Ветер все тот же. Тоска та же самая. Дождь продолжает омывать новую луну. Такие длинные любезности здесь с ним редко случаются. Я недвижимо пролежал весь день в беседке и слушал однотонную тихую мелодию, производимую мелкими и частыми каплями дождя о деревянную крышу беседки. Принимался несколько раз дремать, но неудачно. Проклятые мухи со всего огорода слетелись в беседку и не дают покоя. Принимался несколько раз строить воздушные замки на своих будущих эстампах акватинта также неудачно. "Гензерих" и "Осада Пскова" Брюллова мне особенно не удавались. Нужно избегать на первый раз наготы. Нужен опыт и опыт, а иначе эта очаровательная брюлловская нагота выйдет в эстампе безобразие. Я не желал бы, чтобы мои будущие эстампы были похожи на парижский эстамп акватинта с картины "Последний день Помпеи". Топорный, безобразный эстамп. Поругано, обезображено гениальное произведение.

В таком скверном настроении унывающей души вспомнил я про "Umnictwo piękne" Либельта, принялся жевать: жестко, кисло, приторно. Настоящий немецкий суп-вассер. Как, например, человек, так важно трактующий о вдохновении, простосердечно верит, что будто бы Иосиф Вернет велел себя во время бури привязывать на марсах к мачте для получения вдохновения. Какое мужицкое понятие об этом неизреченно божественном чувстве. И этому верит человек, пишущий эстетику, трактующий об идеальном, возвышенно-прекрасном в духовной природе человека. Нет, и эстетика сегодня мне не далась. Либельт, он только пишет по-польски, а чувствует (в чем я сомневаюсь) и думает по-немецки. Или, по крайней мере, пропитан немецким идеализмом (бывшим, не знаю как теперь?). Он смахивает на нашего В. А. Жуковского в прозе. Он так же верит в безжизненную прелесть немецкого тощего, длинного идеала, как и покойный В. А. Жуковский.
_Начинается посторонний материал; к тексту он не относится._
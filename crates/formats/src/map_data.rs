use std::collections::HashMap;

use crate::geojson::{GeoCollection, GeoJsonError};
use crate::model::{CountryCollection, CountryFeature, DisputedCollection, ModelError};

/// Fetch seam for the two map sources. The transport (HTTP, bundled assets,
/// test fixtures) is the embedder's concern; the loader only needs payload
/// text keyed by URL.
pub trait FeatureSource {
    fn fetch(&self, url: &str) -> Result<String, SourceError>;
}

#[derive(Debug, Clone, PartialEq, Eq)]
pub struct SourceError {
    pub url: String,
    pub reason: String,
}

impl std::fmt::Display for SourceError {
    fn fmt(&self, f: &mut std::fmt::Formatter<'_>) -> std::fmt::Result {
        write!(f, "failed to fetch {}: {}", self.url, self.reason)
    }
}

impl std::error::Error for SourceError {}

#[derive(Debug)]
pub enum LoadError {
    Fetch(SourceError),
    Parse { url: String, source: GeoJsonError },
    Model { url: String, source: ModelError },
}

impl std::fmt::Display for LoadError {
    fn fmt(&self, f: &mut std::fmt::Formatter<'_>) -> std::fmt::Result {
        match self {
            LoadError::Fetch(e) => write!(f, "{e}"),
            LoadError::Parse { url, source } => write!(f, "failed to parse {url}: {source}"),
            LoadError::Model { url, source } => write!(f, "invalid data in {url}: {source}"),
        }
    }
}

impl std::error::Error for LoadError {}

/// The loaded map data. Immutable once constructed; consumers hold
/// read-only references.
#[derive(Debug, Clone, PartialEq)]
pub struct MapData {
    countries: CountryCollection,
    disputed: DisputedCollection,
}

impl MapData {
    /// Loads both sources, failing fast on the first error. No partial
    /// state escapes: either a complete `MapData` or a single `LoadError`.
    /// Failed loads are not retried.
    pub fn load_all(
        source: &dyn FeatureSource,
        countries_url: &str,
        disputed_url: &str,
    ) -> Result<Self, LoadError> {
        let countries_payload = source.fetch(countries_url).map_err(LoadError::Fetch)?;
        let disputed_payload = source.fetch(disputed_url).map_err(LoadError::Fetch)?;

        let countries_raw =
            GeoCollection::from_geojson_str(&countries_payload).map_err(|e| LoadError::Parse {
                url: countries_url.to_string(),
                source: e,
            })?;
        let disputed_raw =
            GeoCollection::from_geojson_str(&disputed_payload).map_err(|e| LoadError::Parse {
                url: disputed_url.to_string(),
                source: e,
            })?;

        let countries = CountryCollection::from_geo_features(countries_raw.features).map_err(
            |e| LoadError::Model {
                url: countries_url.to_string(),
                source: e,
            },
        )?;
        let disputed = DisputedCollection::from_geo_features(disputed_raw.features).map_err(
            |e| LoadError::Model {
                url: disputed_url.to_string(),
                source: e,
            },
        )?;

        Ok(Self {
            countries,
            disputed,
        })
    }

    pub fn countries(&self) -> &CountryCollection {
        &self.countries
    }

    pub fn disputed(&self) -> &DisputedCollection {
        &self.disputed
    }

    /// Iso-code lookup: per feature, `iso_a2` is checked before `iso_a3`.
    /// Source data is expected to keep codes unique; if it does not, the
    /// first feature in collection order wins.
    pub fn find_by_iso_code(&self, code: &str) -> Option<&CountryFeature> {
        self.countries
            .features
            .iter()
            .find(|f| f.matches_code(code))
    }
}

/// In-memory source keyed by URL, for tests and bundled-asset embeddings.
#[derive(Debug, Clone, Default)]
pub struct MemorySource {
    payloads: HashMap<String, String>,
}

impl MemorySource {
    pub fn new() -> Self {
        Self::default()
    }

    pub fn insert(&mut self, url: impl Into<String>, payload: impl Into<String>) {
        self.payloads.insert(url.into(), payload.into());
    }
}

impl FeatureSource for MemorySource {
    fn fetch(&self, url: &str) -> Result<String, SourceError> {
        self.payloads.get(url).cloned().ok_or_else(|| SourceError {
            url: url.to_string(),
            reason: "no payload registered".to_string(),
        })
    }
}
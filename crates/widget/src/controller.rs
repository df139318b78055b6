use compute::{TargetingConfig, TargetingError, compute_transform};
use formats::MapData;
use runtime::{EventBus, MapEvent, Tween};
use scene::{Projection, SelectionState, Transform};
use tracing::{debug, warn};

/// Duration of the eased zoom-to-country transition.
const ZOOM_ANIMATION_S: f64 = 0.75;
/// Wheel-delta to zoom-factor exponent.
const WHEEL_ZOOM_RATE: f64 = 0.002;

#[derive(Debug, Copy, Clone, PartialEq, Eq)]
pub enum ControllerState {
    Idle,
    Panning,
    AnimatingZoom,
}

/// Inbound command from the embedding application.
#[derive(Debug, Clone, PartialEq, Eq)]
pub enum MapCommand {
    CountrySelect { isocode: String, zoom_to: bool },
}

#[derive(Debug, Copy, Clone, PartialEq)]
struct ZoomAnimation {
    tween: Tween,
    from: Transform,
    to: Transform,
}

/// Owns the camera transform and the selection state; every mutation of
/// either flows through here. Event delivery is serial, so no interior
/// locking is needed — handlers only have to tolerate rapid re-firing.
#[derive(Debug, Clone, PartialEq)]
pub struct InteractionController {
    state: ControllerState,
    transform: Transform,
    selection: SelectionState,
    animation: Option<ZoomAnimation>,
    viewport: (f64, f64),
    targeting: TargetingConfig,
    hide_markers: bool,
}

impl InteractionController {
    pub fn new(viewport: (f64, f64), targeting: TargetingConfig) -> Self {
        Self {
            state: ControllerState::Idle,
            transform: Transform::identity(),
            selection: SelectionState::new(),
            animation: None,
            viewport,
            targeting,
            hide_markers: false,
        }
    }

    pub fn state(&self) -> ControllerState {
        self.state
    }

    pub fn transform(&self) -> Transform {
        self.transform
    }

    pub fn selection(&self) -> &SelectionState {
        &self.selection
    }

    /// Whether the last targeting result asked for small-territory markers
    /// to be hidden.
    pub fn hide_markers(&self) -> bool {
        self.hide_markers
    }

    pub fn set_viewport(&mut self, viewport: (f64, f64)) {
        self.viewport = viewport;
    }

    /// A new pointer gesture takes over from any in-flight animation.
    pub fn on_pan_start(&mut self) {
        self.animation = None;
        self.state = ControllerState::Panning;
    }

    pub fn on_pan_move(&mut self, dx: f64, dy: f64) {
        if self.state != ControllerState::Panning {
            return;
        }
        self.transform.translate_x += dx;
        self.transform.translate_y += dy;
    }

    /// Exponential wheel zoom; positive delta zooms out. The scale is
    /// clamped to the free pan/zoom range on every update.
    pub fn on_wheel(&mut self, delta: f64) {
        self.animation = None;
        if self.state == ControllerState::AnimatingZoom {
            self.state = ControllerState::Idle;
        }
        self.transform.scale *= (-delta * WHEEL_ZOOM_RATE).exp();
        self.transform = self.transform.clamped_free();
    }

    pub fn on_gesture_end(&mut self) {
        if self.state == ControllerState::Panning {
            self.state = ControllerState::Idle;
        }
    }

    /// Transient hover highlight. Emits only on actual change, so a
    /// leave/enter pair fires exactly two notifications and repeats fire
    /// none.
    pub fn on_hover(&mut self, isocode: Option<&str>, bus: &mut EventBus) {
        if self.selection.set_hover(isocode) {
            bus.emit(MapEvent::CountryHover {
                isocode: isocode.map(str::to_string),
            });
        }
    }

    /// Click notification only; clicking never moves the camera.
    pub fn on_click(&self, isocode: &str, bus: &mut EventBus) {
        bus.emit(MapEvent::CountryClick {
            isocode: isocode.to_string(),
        });
    }

    /// Handles an external selection command. An unknown code clears the
    /// highlight and reports nothing; a targeting failure is a fatal
    /// invariant violation and surfaces as an error.
    pub fn handle_command(
        &mut self,
        command: MapCommand,
        data: &MapData,
        projection: &Projection,
    ) -> Result<(), TargetingError> {
        let MapCommand::CountrySelect { isocode, zoom_to } = command;

        let Some(feature) = data.find_by_iso_code(&isocode) else {
            warn!(isocode = %isocode, "select command matched no country");
            self.selection.clear_selection();
            return Ok(());
        };

        self.selection.select(feature.primary_code());
        if !zoom_to {
            return Ok(());
        }

        let (width, height) = self.viewport;
        let result = compute_transform(
            &feature.geometry,
            width,
            height,
            projection,
            &self.targeting,
        )?;
        self.hide_markers = result.hide_markers;
        self.animate_to(result.transform);
        debug!(isocode = %isocode, scale = result.transform.scale, "zooming to country");
        Ok(())
    }

    /// Starts (or supersedes) the eased transition toward `to`. Only the
    /// latest requested transform is meaningful, so an in-flight animation
    /// is cancelled rather than queued behind.
    fn animate_to(&mut self, to: Transform) {
        self.animation = Some(ZoomAnimation {
            tween: Tween::new(ZOOM_ANIMATION_S),
            from: self.transform,
            to,
        });
        self.state = ControllerState::AnimatingZoom;
    }

    /// Advances the in-flight animation; completion returns to `Idle`.
    pub fn tick(&mut self, dt_s: f64) {
        let Some(mut animation) = self.animation else {
            return;
        };
        let progress = animation.tween.advance(dt_s);
        self.transform = Transform::lerp(animation.from, animation.to, progress);
        if animation.tween.finished() {
            self.animation = None;
            self.state = ControllerState::Idle;
            debug!(scale = self.transform.scale, "zoom animation finished");
        } else {
            self.animation = Some(animation);
        }
    }
}
use foundation::bounds::Aabb2;
use formats::{GeoPoint, Geometry};

/// Mean Earth radius (meters) used for spherical area and for converting
/// buffer distances from kilometers to degrees.
pub const EARTH_RADIUS_M: f64 = 6_371_008.8;

/// Miter length is capped at this multiple of the buffer distance so spike
/// vertices cannot fling offsets arbitrarily far.
const MITER_LIMIT: f64 = 4.0;

/// A single-part geometry tagged with its own area.
#[derive(Debug, Clone, PartialEq)]
pub struct Part {
    pub geometry: Geometry,
    pub area_m2: f64,
}

/// Spherical surface area in square meters. Polygon holes subtract;
/// line geometry and degenerate rings measure zero.
pub fn area_m2(geometry: &Geometry) -> f64 {
    match geometry {
        Geometry::LineString(_) | Geometry::MultiLineString(_) => 0.0,
        Geometry::Polygon(rings) => polygon_area_m2(rings),
        Geometry::MultiPolygon(polys) => polys.iter().map(|rings| polygon_area_m2(rings)).sum(),
    }
}

fn polygon_area_m2(rings: &[Vec<GeoPoint>]) -> f64 {
    let mut iter = rings.iter();
    let Some(outer) = iter.next() else {
        return 0.0;
    };
    let outer_area = ring_area_signed_m2(outer).abs();
    let holes: f64 = iter.map(|ring| ring_area_signed_m2(ring).abs()).sum();
    (outer_area - holes).max(0.0)
}

/// Signed spherical-excess ring area; sign follows winding order.
fn ring_area_signed_m2(ring: &[GeoPoint]) -> f64 {
    if ring.len() < 3 {
        return 0.0;
    }
    let mut total = 0.0;
    for i in 0..ring.len() {
        let p1 = ring[i];
        let p2 = ring[(i + 1) % ring.len()];
        total += (p2.lon_deg - p1.lon_deg).to_radians()
            * (2.0 + p1.lat_deg.to_radians().sin() + p2.lat_deg.to_radians().sin());
    }
    total * EARTH_RADIUS_M * EARTH_RADIUS_M / 2.0
}

/// Geographic bounding box in degrees, or `None` for vertex-free geometry.
pub fn bounding_box(geometry: &Geometry) -> Option<Aabb2> {
    Aabb2::from_points(geometry.points().map(|p| [p.lon_deg, p.lat_deg]))
}

pub fn bounding_box_all(geometries: &[Geometry]) -> Option<Aabb2> {
    let mut out: Option<Aabb2> = None;
    for geometry in geometries {
        let Some(b) = bounding_box(geometry) else {
            continue;
        };
        out = Some(match out {
            Some(acc) => acc.union(&b),
            None => b,
        });
    }
    out
}

/// Spherical area of the box treated as a lon/lat-aligned quad.
pub fn box_area_m2(bounds: &Aabb2) -> f64 {
    let ring = vec![
        GeoPoint::new(bounds.min[0], bounds.min[1]),
        GeoPoint::new(bounds.max[0], bounds.min[1]),
        GeoPoint::new(bounds.max[0], bounds.max[1]),
        GeoPoint::new(bounds.min[0], bounds.max[1]),
    ];
    ring_area_signed_m2(&ring).abs()
}

/// Splits multi-part geometry into its single parts, each tagged with its
/// own area. Single-part input yields one element.
pub fn flatten_parts(geometry: &Geometry) -> Vec<Part> {
    let parts: Vec<Geometry> = match geometry {
        Geometry::LineString(line) => vec![Geometry::LineString(line.clone())],
        Geometry::MultiLineString(lines) => lines
            .iter()
            .map(|line| Geometry::LineString(line.clone()))
            .collect(),
        Geometry::Polygon(rings) => vec![Geometry::Polygon(rings.clone())],
        Geometry::MultiPolygon(polys) => polys
            .iter()
            .map(|rings| Geometry::Polygon(rings.clone()))
            .collect(),
    };
    parts
        .into_iter()
        .map(|geometry| {
            let area_m2 = area_m2(&geometry);
            Part { geometry, area_m2 }
        })
        .collect()
}

/// Expands polygonal geometry outward by `distance_km` using mitered
/// per-vertex offsets. The result may self-intersect; callers only consume
/// its bounding box. Line geometry passes through unchanged.
pub fn buffer(geometry: &Geometry, distance_km: f64) -> Geometry {
    match geometry {
        Geometry::Polygon(rings) => Geometry::Polygon(buffer_rings(rings, distance_km)),
        Geometry::MultiPolygon(polys) => Geometry::MultiPolygon(
            polys
                .iter()
                .map(|rings| buffer_rings(rings, distance_km))
                .collect(),
        ),
        other => other.clone(),
    }
}

fn buffer_rings(rings: &[Vec<GeoPoint>], distance_km: f64) -> Vec<Vec<GeoPoint>> {
    rings
        .iter()
        .map(|ring| buffer_ring(ring, distance_km))
        .collect()
}

fn buffer_ring(ring: &[GeoPoint], distance_km: f64) -> Vec<GeoPoint> {
    // Work on the open ring; a closing duplicate is restored afterwards.
    let closed = ring.len() > 1 && ring.first() == ring.last();
    let open = if closed { &ring[..ring.len() - 1] } else { ring };
    if open.len() < 3 {
        return ring.to_vec();
    }

    let outward_sign = if planar_signed_area(open) >= 0.0 { 1.0 } else { -1.0 };
    let distance_deg = (distance_km * 1000.0 / EARTH_RADIUS_M).to_degrees();

    let n = open.len();
    let mut out = Vec::with_capacity(ring.len());
    for i in 0..n {
        let prev = open[(i + n - 1) % n];
        let v = open[i];
        let next = open[(i + 1) % n];

        // Edge directions in a locally scaled frame so east/north degrees
        // compare fairly away from the equator.
        let lat_scale = v.lat_deg.to_radians().cos().max(0.05);
        let d1 = local_direction(prev, v, lat_scale);
        let d2 = local_direction(v, next, lat_scale);
        let (Some(d1), Some(d2)) = (d1, d2) else {
            out.push(v);
            continue;
        };

        // Outward edge normals; their mitered bisector carries the vertex.
        let n1 = [outward_sign * d1[1], -outward_sign * d1[0]];
        let n2 = [outward_sign * d2[1], -outward_sign * d2[0]];
        let miter = miter_offset(n1, n2);

        out.push(GeoPoint::new(
            v.lon_deg + miter[0] * distance_deg / lat_scale,
            v.lat_deg + miter[1] * distance_deg,
        ));
    }

    if closed {
        if let Some(first) = out.first().copied() {
            out.push(first);
        }
    }
    out
}

fn local_direction(from: GeoPoint, to: GeoPoint, lat_scale: f64) -> Option<[f64; 2]> {
    let dx = (to.lon_deg - from.lon_deg) * lat_scale;
    let dy = to.lat_deg - from.lat_deg;
    let len = (dx * dx + dy * dy).sqrt();
    if !len.is_finite() || len <= 0.0 {
        return None;
    }
    Some([dx / len, dy / len])
}

/// Unit-distance miter vector for two outward edge normals: along the
/// bisector, lengthened so straight edges still move a full unit outward.
fn miter_offset(n1: [f64; 2], n2: [f64; 2]) -> [f64; 2] {
    let bx = n1[0] + n2[0];
    let by = n1[1] + n2[1];
    let blen = (bx * bx + by * by).sqrt();
    if blen <= 1e-12 {
        // Near-reflex spike; fall back to the incoming normal.
        return n1;
    }
    let dot = (n1[0] * n2[0] + n1[1] * n2[1]).clamp(-1.0, 1.0);
    let cos_half = ((1.0 + dot) / 2.0).sqrt().max(1.0 / MITER_LIMIT);
    let scale = 1.0 / cos_half;
    [bx / blen * scale, by / blen * scale]
}

fn planar_signed_area(ring: &[GeoPoint]) -> f64 {
    let mut total = 0.0;
    for i in 0..ring.len() {
        let p1 = ring[i];
        let p2 = ring[(i + 1) % ring.len()];
        total += p1.lon_deg * p2.lat_deg - p2.lon_deg * p1.lat_deg;
    }
    total / 2.0
}

/// Closest point on line geometry to `query`, for leader-line anchoring.
/// `None` for polygonal or vertex-free input.
pub fn nearest_point_on_line(line: &Geometry, query: GeoPoint) -> Option<GeoPoint> {
    let strands: Vec<&Vec<GeoPoint>> = match line {
        Geometry::LineString(points) => vec![points],
        Geometry::MultiLineString(lines) => lines.iter().collect(),
        _ => return None,
    };

    let mut best: Option<(f64, GeoPoint)> = None;
    for strand in strands {
        if strand.len() == 1 {
            consider(&mut best, query, strand[0]);
            continue;
        }
        for pair in strand.windows(2) {
            let candidate = project_onto_segment(pair[0], pair[1], query);
            consider(&mut best, query, candidate);
        }
    }
    best.map(|(_, p)| p)
}

fn consider(best: &mut Option<(f64, GeoPoint)>, query: GeoPoint, candidate: GeoPoint) {
    let dx = candidate.lon_deg - query.lon_deg;
    let dy = candidate.lat_deg - query.lat_deg;
    let d2 = dx * dx + dy * dy;
    if best.map(|(bd2, _)| d2 < bd2).unwrap_or(true) {
        *best = Some((d2, candidate));
    }
}

fn project_onto_segment(a: GeoPoint, b: GeoPoint, query: GeoPoint) -> GeoPoint {
    let abx = b.lon_deg - a.lon_deg;
    let aby = b.lat_deg - a.lat_deg;
    let len2 = abx * abx + aby * aby;
    if len2 <= 0.0 {
        return a;
    }
    let t = ((query.lon_deg - a.lon_deg) * abx + (query.lat_deg - a.lat_deg) * aby) / len2;
    let t = t.clamp(0.0, 1.0);
    GeoPoint::new(a.lon_deg + abx * t, a.lat_deg + aby * t)
}

#[cfg(test)]
mod tests {
    use super::{
        area_m2, bounding_box, box_area_m2, buffer, flatten_parts, nearest_point_on_line,
    };
    use formats::{GeoPoint, Geometry};

    fn square(lon0: f64, lat0: f64, size: f64) -> Vec<GeoPoint> {
        vec![
            GeoPoint::new(lon0, lat0),
            GeoPoint::new(lon0 + size, lat0),
            GeoPoint::new(lon0 + size, lat0 + size),
            GeoPoint::new(lon0, lat0 + size),
            GeoPoint::new(lon0, lat0),
        ]
    }

    #[test]
    fn one_degree_square_area_at_equator() {
        let geometry = Geometry::Polygon(vec![square(0.0, 0.0, 1.0)]);
        let area = area_m2(&geometry);
        // ~111.2 km per degree near the equator.
        let expected = 1.237e10;
        assert!((area - expected).abs() / expected < 0.01, "area {area}");
    }

    #[test]
    fn holes_subtract_and_degenerates_are_zero() {
        let outer = square(0.0, 0.0, 2.0);
        let hole = square(0.5, 0.5, 1.0);
        let solid = area_m2(&Geometry::Polygon(vec![outer.clone()]));
        let holed = area_m2(&Geometry::Polygon(vec![outer, hole.clone()]));
        let hole_only = area_m2(&Geometry::Polygon(vec![hole]));
        assert!((solid - holed - hole_only).abs() / solid < 1e-9);

        let sliver = Geometry::Polygon(vec![vec![
            GeoPoint::new(0.0, 0.0),
            GeoPoint::new(1.0, 1.0),
        ]]);
        assert_eq!(area_m2(&sliver), 0.0);
        let line = Geometry::LineString(vec![GeoPoint::new(0.0, 0.0), GeoPoint::new(5.0, 5.0)]);
        assert_eq!(area_m2(&line), 0.0);
    }

    #[test]
    fn area_is_winding_independent() {
        let ccw = Geometry::Polygon(vec![square(10.0, 10.0, 1.0)]);
        let mut reversed_ring = square(10.0, 10.0, 1.0);
        reversed_ring.reverse();
        let cw = Geometry::Polygon(vec![reversed_ring]);
        assert!((area_m2(&ccw) - area_m2(&cw)).abs() < 1.0);
    }

    #[test]
    fn bounding_box_spans_all_parts() {
        let geometry = Geometry::MultiPolygon(vec![
            vec![square(-10.0, -5.0, 2.0)],
            vec![square(30.0, 20.0, 1.0)],
        ]);
        let b = bounding_box(&geometry).unwrap();
        assert_eq!(b.min, [-10.0, -5.0]);
        assert_eq!(b.max, [31.0, 21.0]);
    }

    #[test]
    fn buffer_grows_the_bounding_box_by_the_distance() {
        let geometry = Geometry::Polygon(vec![square(0.0, 0.0, 1.0)]);
        // ~1 degree of buffer at the equator.
        let km_per_deg = super::EARTH_RADIUS_M * std::f64::consts::PI / 180.0 / 1000.0;
        let buffered = buffer(&geometry, km_per_deg);
        let b = bounding_box(&buffered).unwrap();
        // Mitered right-angle corners move a full distance on each axis.
        assert!((b.min[0] - -1.0).abs() < 0.05, "min lon {}", b.min[0]);
        assert!((b.min[1] - -1.0).abs() < 0.05, "min lat {}", b.min[1]);
        assert!((b.max[0] - 2.0).abs() < 0.05, "max lon {}", b.max[0]);
        assert!((b.max[1] - 2.0).abs() < 0.05, "max lat {}", b.max[1]);
    }

    #[test]
    fn buffer_keeps_winding_direction_irrelevant() {
        let mut reversed_ring = square(0.0, 0.0, 1.0);
        reversed_ring.reverse();
        let cw = Geometry::Polygon(vec![reversed_ring]);
        let buffered = buffer(&cw, 111.0);
        let b = bounding_box(&buffered).unwrap();
        assert!(b.min[0] < -0.5 && b.max[0] > 1.5);
    }

    #[test]
    fn box_area_matches_ring_area() {
        let geometry = Geometry::Polygon(vec![square(0.0, 0.0, 1.0)]);
        let b = bounding_box(&geometry).unwrap();
        let direct = area_m2(&geometry);
        assert!((box_area_m2(&b) - direct).abs() / direct < 1e-9);
    }

    #[test]
    fn flatten_tags_each_part_with_its_area() {
        let geometry = Geometry::MultiPolygon(vec![
            vec![square(0.0, 0.0, 2.0)],
            vec![square(50.0, 0.0, 1.0)],
        ]);
        let parts = flatten_parts(&geometry);
        assert_eq!(parts.len(), 2);
        assert!(parts[0].area_m2 > parts[1].area_m2);

        let single = flatten_parts(&Geometry::Polygon(vec![square(0.0, 0.0, 1.0)]));
        assert_eq!(single.len(), 1);
    }

    #[test]
    fn nearest_point_projects_and_clamps() {
        let line = Geometry::LineString(vec![
            GeoPoint::new(0.0, 0.0),
            GeoPoint::new(10.0, 0.0),
        ]);

        let on_segment = nearest_point_on_line(&line, GeoPoint::new(4.0, 3.0)).unwrap();
        assert!((on_segment.lon_deg - 4.0).abs() < 1e-12);
        assert!(on_segment.lat_deg.abs() < 1e-12);

        let clamped = nearest_point_on_line(&line, GeoPoint::new(-5.0, 2.0)).unwrap();
        assert_eq!(clamped, GeoPoint::new(0.0, 0.0));

        let polygon = Geometry::Polygon(vec![square(0.0, 0.0, 1.0)]);
        assert!(nearest_point_on_line(&polygon, GeoPoint::new(0.0, 0.0)).is_none());
    }
}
В 1839 году Жуковский, возвратившись из Германии с огром[ною] портфелью, начиненною произведениями Корнелиуса, Гессе и других светил мюнхенской школы живописи, нашел Брюллова произведения слишком материальными, придавляющими к грешной земле божественное, выспреннее искусство. И обращаясь ко мне и покойному Штернбергу, случившемуся в мастерской Брюллова, предложил зайти к нему полюбоваться и поучиться от великих учителей Германии. Мы не проминули воспользоваться сим счастливым случаем. И на другой же день явилися в кабинете германофила. Но Боже! Что мы увидели в этой огромной развернувшейся перед нами портфели. Длинных безжизненных мадонн, окруженных готическими тощими херувимами, и прочих настоящих мучеников и /48/ мучеников живого, улыбающегося искусства. Увидели Гольбейна, Дюрера, но никак не представителей живописи девятнадцатого века.